Logo, é uma tarefa desafiadora, entretanto, caso não realizada, leva ao individualismo e a reiterados conflitos
que mortificam a própria subjetividade e a saúde mental da equipe. Ainda, a cooperação também é uma tarefa
que torna visíveis tarefas que antes eram invisíveis, o que pode despertar o desejo pelo reconhecimento dos
outros, sendo primordial para que o trabalhador sinta-se pertencente e integrado ao grupo. Assim, compromissos
racionais entre subjetividade singular e ações coletivas são possíveis. Logo, o intuito da ação do trabalho deve
sempre ser a celebração da vida e não o culto ao poder. O trabalho revela a vida ao sujeito quando a parte do
trabalho que vem da subjetividade é reconhecida e respeitada. Desse modo, a subjetividade não pode ser
sacrificada em prol da rentabilidade e da competitividade.

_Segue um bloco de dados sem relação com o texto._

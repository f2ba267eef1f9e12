//! Reading-window helper over the preloader.

use crate::page::PageTicket;
use crate::preloader::Preloader;
use folio_fetch::Url;

/// Keep the pages around the reader's position preloaded.
///
/// Requests `pages[current..=current + lookahead]` with priority equal to
/// each page's distance from `current`, so the page on screen is the most
/// urgent. Queued requests for other pages of the same chapter are cancelled,
/// as the reader has moved away from them; pages already being fetched are
/// left to finish.
///
/// Returns an empty list if `current` is past the end of `pages`.
#[tracing::instrument(skip(preloader, pages), fields(pages = pages.len()))]
pub fn preload_window(preloader: &Preloader, pages: &[Url], current: usize, lookahead: usize) -> Vec<PageTicket> {
    if current >= pages.len() {
        return Vec::new();
    }
    let last = current.saturating_add(lookahead).min(pages.len() - 1);
    let window = &pages[current..=last];
    let stale = pages[..current].iter().chain(&pages[last + 1..]).filter(|url| !window.contains(*url));
    let cancelled = stale.filter(|url| preloader.cancel_queued(url)).count();
    if cancelled > 0 {
        tracing::debug!(cancelled, "Cancelled pages outside the reading window");
    }
    preloader.preload(window.iter().cloned(), 0)
}

#[cfg(test)]
mod tests {
    use super::*;
    use crate::page::PageState;
    use crate::preloader::PreloadOptions;
    use bytes::Bytes;
    use folio_cache::{BlobCache, Capacity, MemoryBlobStore};
    use folio_fetch::FetcherHandle;
    use folio_fetch::fetcher::MockFetcher;
    use std::sync::Arc;

    fn chapter(count: usize) -> Vec<Url> {
        (0..count).map(|n| Url::parse(&format!("https://cdn.example/ch2/{n:03}.png")).unwrap()).collect()
    }

    fn setup(pages: &[Url], concurrency: usize) -> (Arc<MockFetcher>, Preloader) {
        let fetcher = Arc::new(MockFetcher::with_pages(pages.iter().map(|url| (url.to_string(), Bytes::from_static(b"png")))));
        let cache = Arc::new(BlobCache::new(Arc::new(MemoryBlobStore::default()), Capacity::Entries(16)).unwrap());
        let handle: FetcherHandle = fetcher.clone();
        let preloader = Preloader::new(handle, cache, PreloadOptions { concurrency, fetch_timeout: None }).unwrap();
        (fetcher, preloader)
    }

    #[tokio::test]
    async fn test_window_is_fetched_nearest_first() {
        let pages = chapter(10);
        let (fetcher, preloader) = setup(&pages, 1);
        let mut tickets = preload_window(&preloader, &pages, 4, 2);
        assert_eq!(tickets.iter().map(|t| t.url().clone()).collect::<Vec<_>>(), pages[4..=6]);
        for ticket in &mut tickets {
            assert!(ticket.wait().await.handle().is_some());
        }
        assert_eq!(fetcher.calls(), pages[4..=6]);
    }

    #[tokio::test]
    async fn test_window_is_clamped_to_chapter() {
        let pages = chapter(5);
        let (_fetcher, preloader) = setup(&pages, 2);
        assert_eq!(preload_window(&preloader, &pages, 3, 10).len(), 2);
        assert!(preload_window(&preloader, &pages, 5, 1).is_empty());
        assert!(preload_window(&preloader, &[], 0, 3).is_empty());
    }

    #[tokio::test]
    async fn test_moving_on_cancels_queued_pages() {
        let pages = chapter(8);
        let (fetcher, preloader) = setup(&pages, 1);
        fetcher.hold();
        let mut first = preload_window(&preloader, &pages, 0, 3);
        while fetcher.in_flight() < 1 {
            tokio::task::yield_now().await;
        }

        // The reader jumps ahead: page 0 is in flight, 1 to 3 are still queued.
        let mut second = preload_window(&preloader, &pages, 4, 1);
        fetcher.release();

        assert!(first[0].wait().await.handle().is_some());
        for ticket in &mut first[1..] {
            assert!(matches!(ticket.wait().await, PageState::Cancelled));
        }
        for ticket in &mut second {
            assert!(ticket.wait().await.handle().is_some());
        }
        assert_eq!(fetcher.calls(), [pages[0].clone(), pages[4].clone(), pages[5].clone()]);
    }
}
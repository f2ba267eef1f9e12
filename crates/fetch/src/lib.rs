//! Network fetch primitive for page images.
//!
//! The preloader never talks to the network itself; it is handed a
//! [`FetcherHandle`] and asks it for the bytes behind a URL. This crate
//! defines that seam ([`Fetcher`]) plus the implementations that sit behind
//! it:
//!
//! - [`HttpFetcher`](fetcher::HttpFetcher) (feature `http`): reqwest client,
//!   optionally routed through an image proxy.
//! - [`MockFetcher`](fetcher::MockFetcher) (feature `mock`): canned pages for
//!   tests, with a hold gate to keep fetches in flight on demand.

pub mod error;
pub mod fetcher;
mod uri;

pub use crate::fetcher::Fetcher;
pub use crate::uri::validate as validate_url;
pub use url::Url;
use std::sync::Arc;

pub type FetcherHandle = Arc<dyn Fetcher + Send + Sync>;
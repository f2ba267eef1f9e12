//! Preload Error Types
//!
//! This module provides structured errors using `exn` for automatic location
//! tracking and error tree construction.
//!
//! Errors here are always about one page. A cancelled page is not an error;
//! it ends in [`PageState::Cancelled`](crate::PageState::Cancelled).

use derive_more::{Display, Error};

/// A preload error with automatic location tracking.
pub type Error = exn::Exn<ErrorKind>;
/// Result type alias for preload operations.
pub type Result<T> = std::result::Result<T, Error>;

/// Actionable error categories.
///
/// These describe what the caller should *do*, not what went wrong internally.
#[derive(Debug, Display, Error, Clone, PartialEq, Eq)]
pub enum ErrorKind {
    /// The fetcher reported an error for this page. Never retried
    /// internally; enqueue the page again to retry.
    #[display("failed to fetch {_0}")]
    FetchFailed(#[error(not(source))] String),
    /// The fetch did not finish within the configured timeout.
    #[display("timed out fetching {_0}")]
    Timeout(#[error(not(source))] String),
    /// The image is larger than the whole cache.
    #[display("{_0} does not fit in the cache")]
    CapacityExceeded(#[error(not(source))] String),
    /// The image was fetched but could not be stored.
    #[display("could not cache {_0}")]
    Cache(#[error(not(source))] String),
    /// The limiter was closed while waiting for a permit.
    #[display("fetch limiter closed")]
    LimiterClosed,
    /// Concurrency must allow at least one fetch.
    #[display("fetch concurrency must be between 1 and {_0}")]
    InvalidConcurrency(#[error(not(source))] usize),
}

impl ErrorKind {
    /// Returns `true` if retrying might succeed.
    pub fn is_retryable(&self) -> bool {
        matches!(self, Self::FetchFailed(_) | Self::Timeout(_) | Self::Cache(_))
    }
}

#[cfg(test)]
mod tests {
    use super::*;

    #[test]
    fn error_kind_display() {
        assert_eq!(ErrorKind::FetchFailed("https://a.test/1.jpg".to_string()).to_string(), "failed to fetch https://a.test/1.jpg");
        assert_eq!(ErrorKind::LimiterClosed.to_string(), "fetch limiter closed");
    }

    #[test]
    fn error_kind_retryable() {
        assert!(ErrorKind::Timeout("https://a.test/1.jpg".to_string()).is_retryable());
        assert!(!ErrorKind::CapacityExceeded("https://a.test/1.jpg".to_string()).is_retryable());
        assert!(!ErrorKind::LimiterClosed.is_retryable());
    }
}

Assim, é necessário compreender que não é possível uma avaliação objetiva e quantitativa do trabalho, uma
vez que deve-se reconhecer que o que é avaliado hoje não corresponde ao trabalho, levando a injustiças e
absurdos intoleráveis. Ainda, é preciso combater a individualização e competitividade generalizada que resulta
ao isolamento e a desagregação do viver junto. As consequências dessas mazelas no trabalho é a alta
produtividade e riqueza entretanto o desmantelamento da subjetividade e da vida em coletivo, levando às
patologias e violências no trabalho.
Portanto, o trabalho pode gerar o pior ou o melhor do ser humano. Desse modo, a questão que levanto é:
como enxergar com maior clareza as linhas tênues entre a mortificação da subjetividade com a imposição de
técnicas e procedimentos e a elaboração de regras de ofício que possibilitem o viver junto de trabalhadores tão
diferentes em seu modo de trabalhar?